> Exercise prompt: Search the records that follow and extract every line containing the string "caller".

(Records from a data collection)
────────────────────

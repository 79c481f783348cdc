use crate::context::Context;
use crate::error::DbError;
use crate::statement::QueryType;
use std::fmt;
use std::time::{Duration, SystemTime};
use tokio_postgres::types::ToSql;

/// The facade operation that produced a query envelope.
#[derive(Debug, Clone, Copy, PartialEq, Eq, Hash)]
pub enum QueryFunction {
    /// Single-row fetch.
    FetchOne,
    /// Multi-row fetch.
    FetchMany,
    /// Non-row-returning statement.
    Execute,
}

impl QueryFunction {
    /// Stable name, suitable as a metrics label.
    pub fn as_str(&self) -> &'static str {
        match self {
            QueryFunction::FetchOne => "fetch_one",
            QueryFunction::FetchMany => "fetch_many",
            QueryFunction::Execute => "execute",
        }
    }
}

impl fmt::Display for QueryFunction {
    fn fmt(&self, f: &mut fmt::Formatter<'_>) -> fmt::Result {
        f.write_str(self.as_str())
    }
}

/// The envelope handed to hooks once a query-shaped operation has finished.
///
/// Built fresh for every call and dropped after the hooks ran. Hooks only ever see it by
/// shared reference.
#[derive(Debug, Clone, Copy)]
pub struct QueryDetails<'q> {
    /// Wall-clock time the operation started.
    pub start_time: SystemTime,
    /// Time from the start of the call until the operation completed, row scanning included.
    pub duration: Duration,
    /// The facade operation.
    pub function: QueryFunction,
    /// Statement kind detected from the query text.
    pub query_type: QueryType,
    /// The query text, as passed by the caller.
    pub query: &'q str,
    /// The query parameters, in order.
    pub params: &'q [&'q (dyn ToSql + Sync)],
}

impl QueryDetails<'_> {
    /// Number of parameters.
    pub fn param_count(&self) -> usize {
        self.params.len()
    }
}

/// Observer invoked after every fetch-one, fetch-many and execute call.
///
/// Hooks run synchronously, in registration order, before the operation returns to its
/// caller, on success and on failure alike. `outcome` is the operation's final error, or
/// `None` on success.
///
/// Hooks must not panic, and should not block: a slow hook delays the operation that
/// triggered it.
///
/// Closures with the matching signature implement this trait.
pub trait QueryHook: Send + Sync {
    /// Called once the operation finished.
    fn after_query(&self, ctx: &Context, details: &QueryDetails<'_>, outcome: Option<&DbError>);
}

impl<F> QueryHook for F
where
    F: Fn(&Context, &QueryDetails<'_>, Option<&DbError>) + Send + Sync,
{
    fn after_query(&self, ctx: &Context, details: &QueryDetails<'_>, outcome: Option<&DbError>) {
        self(ctx, details, outcome)
    }
}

────────────────────

> Result for this exercise:
    /// The query text, as passed by the caller.
/// caller, on success and on failure alike. `outcome` is the operation's final error, or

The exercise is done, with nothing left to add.